Wie hängen Keto und Wechseljahre zusammen? Ist die Ketodiät gut für die Wechseljahre?

Die Wechseljahre sind für Frauen ein natürlicher, aber oft frustrierender und herausfordernder Prozess. Das Hormon-Ungleichgewicht, das normalerweise mit den Wechseljahren einhergeht, führt zu Nebenwirkungen wie Gewichtszunahme, Hitzewallungen, Gehirnnebel, Stimmungsschwankungen und vielem mehr. Der Übergang von der Prämenopause zur Perimenopause in die Wechseljahre ist für sich genommen schon schwer genug, aber es kann auch ein anderer Faktor ins Spiel kommen: die Insulinresistenz. 

Insulinresistenz ist, wenn Ihre Zellen Insulin ignorieren, das den Blutzucker aus dem Blutkreislauf in die Zellen transportiert. Wenn Glukose nicht in Ihre Zellen gelangen kann, hängt sie in Ihrem Blut und verursacht einen hohen Blutzuckerspiegel. Hohe Blutzuckerspiegel signalisieren Ihrem Körper, mehr Insulin zu produzieren, um die gesamte Glukose loszuwerden. Dieser Zyklus führt zu hohem Blutzucker und hohen Insulinspiegeln (dh Hyperinsulinämie), was die Symptome der Menopause verschlimmern kann. 

Kann die Umstellung auf eine ketogene Ernährung den Übergang durch die Wechseljahre erleichtern?
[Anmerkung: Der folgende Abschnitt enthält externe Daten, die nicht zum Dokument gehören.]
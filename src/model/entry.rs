use serde::{Deserialize, Serialize};
use std::fmt;
use std::str::FromStr;

use crate::model;

/// Whether an addressed node is a directory or a regular file.
#[derive(Deserialize, Serialize, Debug, Copy, Clone, Eq, Hash, PartialEq)]
#[serde(rename_all = "lowercase")]
pub enum EntryKind {
    Directory,
    File,
}

impl FromStr for EntryKind {
    type Err = ();

    fn from_str(s: &str) -> Result<Self, Self::Err> {
        match s.to_lowercase().as_str() {
            "directory" => Ok(EntryKind::Directory),
            "file" => Ok(EntryKind::File),
            _ => Err(()),
        }
    }
}

impl fmt::Display for EntryKind {
    fn fmt(&self, f: &mut fmt::Formatter<'_>) -> fmt::Result {
        match *self {
            EntryKind::Directory => write!(f, "directory"),
            EntryKind::File => write!(f, "file"),
        }
    }
}

/// Lightweight descriptor for one child of a directory listing.
///
/// `path` is the canonical identity of the node for navigation; `cid` names
/// the content and can appear at multiple paths.
#[derive(Deserialize, Serialize, Debug, Clone)]
pub struct Entry {
    pub cid: String,
    pub path: String,
    pub mode: u32,
    pub name: String,
    pub size: u64,
    #[serde(rename = "type")]
    pub kind: EntryKind,
}

impl Entry {
    pub fn is_dir(&self) -> bool {
        self.kind == EntryKind::Directory
    }

    pub fn display_name(&self) -> &str {
        model::display_name(&self.path)
    }
}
Welche Rolle spielt die Ernährung in diesem normalen Alterungsstadium? Studien zeigen, dass kohlenhydratarme Diäten Ihren Stoffwechsel, Ihren Hormonhaushalt, Ihre Stimmung und Ihre geistige Leistungsfähigkeit verbessern. Sie bekämpfen sogar die Insulinresistenz, was bedeutet, dass eine Ketodiät eine wichtige Taktik sein kann, um Ihre brutalsten Wechseljahrsbeschwerden auszutricksen.
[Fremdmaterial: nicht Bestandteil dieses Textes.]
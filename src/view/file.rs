use crate::api::endpoint;
use crate::config::StoreConfig;
use crate::model::{self, Stat};

/// Preview classification for a file node, keyed off the display name's
/// extension. Anything unrecognized, including a missing extension, falls
/// back to `Other`; classification never fails.
#[derive(Debug, Copy, Clone, Eq, PartialEq)]
pub enum MediaKind {
    Video,
    Image,
    Other,
}

pub fn classify(path: &str) -> MediaKind {
    let name = model::display_name(path);
    let ext = match name.rsplit_once('.') {
        Some((_, ext)) => ext.to_lowercase(),
        None => return MediaKind::Other,
    };

    match ext.as_str() {
        "mov" | "mp4" => MediaKind::Video,
        "png" | "jpg" | "jpeg" => MediaKind::Image,
        _ => MediaKind::Other,
    }
}

/// Type-specific preview for a single file.
#[derive(Debug, Clone, PartialEq, Eq)]
pub enum MediaPreview {
    Video {
        src: String,
        autoplay: bool,
        muted: bool,
        controls: bool,
    },
    Image {
        src: String,
        alt: String,
    },
    /// Fallback: no preview, just the display name.
    Name(String),
}

/// Everything needed to render a file page: the preview plus the two egress
/// links, both keyed by content id and carrying the filename hint.
#[derive(Debug, Clone, PartialEq, Eq)]
pub struct FilePage {
    pub name: String,
    pub preview: MediaPreview,
    pub share_url: String,
    pub download_url: String,
}

pub fn render(config: &StoreConfig, stat: &Stat) -> FilePage {
    let name = stat.display_name().to_string();
    let preview = match classify(&stat.path) {
        MediaKind::Video => MediaPreview::Video {
            src: endpoint::raw_url(config, &stat.cid),
            autoplay: true,
            muted: true,
            controls: true,
        },
        MediaKind::Image => MediaPreview::Image {
            src: endpoint::raw_url(config, &stat.cid),
            alt: stat.path.clone(),
        },
        MediaKind::Other => MediaPreview::Name(name.clone()),
    };

    FilePage {
        share_url: endpoint::share_url(&stat.cid, &name),
        download_url: endpoint::download_url(config, &stat.cid, &name),
        name,
        preview,
    }
}

#[cfg(test)]
mod tests {
    use super::{classify, render, MediaKind, MediaPreview};
    use crate::config::StoreConfig;
    use crate::error::CidnavError;
    use crate::model::{EntryKind, Stat};

    #[test]
    fn test_classify_is_case_insensitive() {
        assert_eq!(classify("/movies/movie.MP4"), MediaKind::Video);
        assert_eq!(classify("/movies/clip.mov"), MediaKind::Video);
        assert_eq!(classify("/pics/pic.JPG"), MediaKind::Image);
        assert_eq!(classify("/pics/pic.jpeg"), MediaKind::Image);
    }

    #[test]
    fn test_classify_falls_back_for_unknown_or_missing_extension() {
        assert_eq!(classify("/docs/notes.txt"), MediaKind::Other);
        assert_eq!(classify("/README"), MediaKind::Other);
    }

    #[test]
    fn test_classify_ignores_dots_in_parent_directories() {
        assert_eq!(classify("/v1.2/README"), MediaKind::Other);
    }

    fn file_stat(path: &str) -> Stat {
        Stat {
            cid: "QmYwAPJzv5CZsnA625s3Xf2nemtYgPpHdWEz79ojWnPbdG".to_string(),
            path: path.to_string(),
            mode: 420,
            size: 51200,
            blocks: 1,
            cumulative_size: 51200,
            children: None,
            kind: EntryKind::File,
            with_locality: false,
        }
    }

    #[test]
    fn test_render_video_preview() -> Result<(), CidnavError> {
        let config = StoreConfig::new("http://localhost:7131", "http://localhost:3001")?;
        let stat = file_stat("/movies/movie.mp4");

        let page = render(&config, &stat);
        match page.preview {
            MediaPreview::Video {
                src,
                autoplay,
                muted,
                controls,
            } => {
                assert_eq!(src, format!("http://localhost:7131/raw/{}", stat.cid));
                assert!(autoplay);
                assert!(muted);
                assert!(controls);
            }
            other => panic!("expected a video preview, got {other:?}"),
        }
        Ok(())
    }

    #[test]
    fn test_render_fallback_keeps_egress_links() -> Result<(), CidnavError> {
        let config = StoreConfig::new("http://localhost:7131", "http://localhost:3001")?;
        let stat = file_stat("/docs/notes.txt");

        let page = render(&config, &stat);
        assert_eq!(page.preview, MediaPreview::Name("notes.txt".to_string()));
        assert_eq!(
            page.share_url,
            format!("https://ipfs.io/ipfs/{}?filename=notes.txt", stat.cid)
        );
        assert_eq!(
            page.download_url,
            format!(
                "http://localhost:7131/raw/{}?filename=notes.txt",
                stat.cid
            )
        );
        Ok(())
    }
}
Was ist Perimenopause und Menopause?

Das Erreichen der Wechseljahre geschieht nicht über Nacht. Wenn Frauen älter werden und sich dem Ende ihrer Menstruationszyklen nähern, durchlaufen sie Jahre des sogenannten „Übergangs in die Wechseljahre“. Die Perimenopause, das Stadium vor den Wechseljahren, tritt auf, wenn Frauen Mitte 40 bis Mitte 50 sind. Die Perimenopause kann zwischen fünf und zehn Jahren dauern. Während dieser Zeit können Menstruationszyklen unregelmäßig und unregelmäßig werden. Ein schwindender Vorrat an Eiern in Ihren Eierstöcken führt dazu, dass Ihr Körper weniger Östrogen produziert und freisetzt. Hormone, die mit Ihrem Menstruationszyklus zusammenhängen, nämlich Follikel-stimulierendes Hormon (FSH) und Luteinisierendes Hormon (LH), erreichen dann abnormale Werte. Die Wechseljahre treten offiziell auf, wenn Sie 12 Monate ohne Menstruationsperiode verbracht haben und den gesamten Übergangszyklus abgeschlossen haben. Möglicherweise spüren Sie jedoch die Nebenwirkungen der Wechseljahre von der Perimenopause bis nach den Wechseljahren (oder der Zeit) nach Menopause).

Symptome der Perimenopause und der Wechseljahre

Wenn Sie zum ersten Mal in die Perimenopause eintreten, erkennen Sie möglicherweise nicht, dass die Symptome mit einer Änderung Ihres Menstruationszyklus zusammenhängen. Aber irgendwo auf dem Weg werden die offensichtlichen Anzeichen dafür, dass Ihr Körper eine dramatische Veränderung durchläuft, zu schwer zu ignorieren. Die häufigsten Symptome der Menopause sind:

  • Gewichtszunahme (insbesondere Unterleibsfett)
  • Probleme beim Abnehmen 
  • Hitzewallungen und Nachtschweiß
  • Stimmungsschwankungen, Depressionen und Angstzustände
  • Schlaflosigkeit
  • Extreme Müdigkeit
  • Ausdünnendes Haar und trockene Haut
  • Vaginale Trockenheit und geringe Libido
  • Schlechtes Gedächtnis, Konzentrationsstörungen und Gehirnnebel

Diese Nebenwirkungen reichen von ärgerlich bis lebensbedrohlich. Und ihre Auswirkungen wirken sich auf Ihr Arbeitsleben, Ihre Beziehungen und Ihre psychische Gesundheit aus. Viele Frauen bezeichnen diese Jahre als die herausforderndsten und deprimierendsten. Möglicherweise können Sie diese Nachteile jedoch erheblich verringern, indem Sie Ihre Ernährung ändern.

Keto und Wechseljahre

Als renommierter Ernährungstrainer erklärt Thomas DeLauer in Dieses VideoEine ketogene Diät kann die Wechseljahrsbeschwerden einschränken und Ihre Lebensqualität verbessern, da sie Ihren Körper in einen fortwährenden Zustand der Ernährungsketose versetzt, was bedeutet, dass Ihr Körper mit Fett (Ketonkörper) anstelle von Zucker (Kohlenhydrate) beginnt. Wenn du drin bist Ketose, Ihr Körper bekämpft zwei wichtige Probleme im Zusammenhang mit den Wechseljahren: das hormonelle Ungleichgewicht, das für Gewichtszunahme und Stimmungsschwankungen verantwortlich ist, und die Insulinresistenz, die Ihre Gesundheit mit einem hohen Blutzuckerspiegel belastet. Hier ist wie:

Die Keto-Diät verbessert die Insulinsensitivität (und verringert die Insulinresistenz)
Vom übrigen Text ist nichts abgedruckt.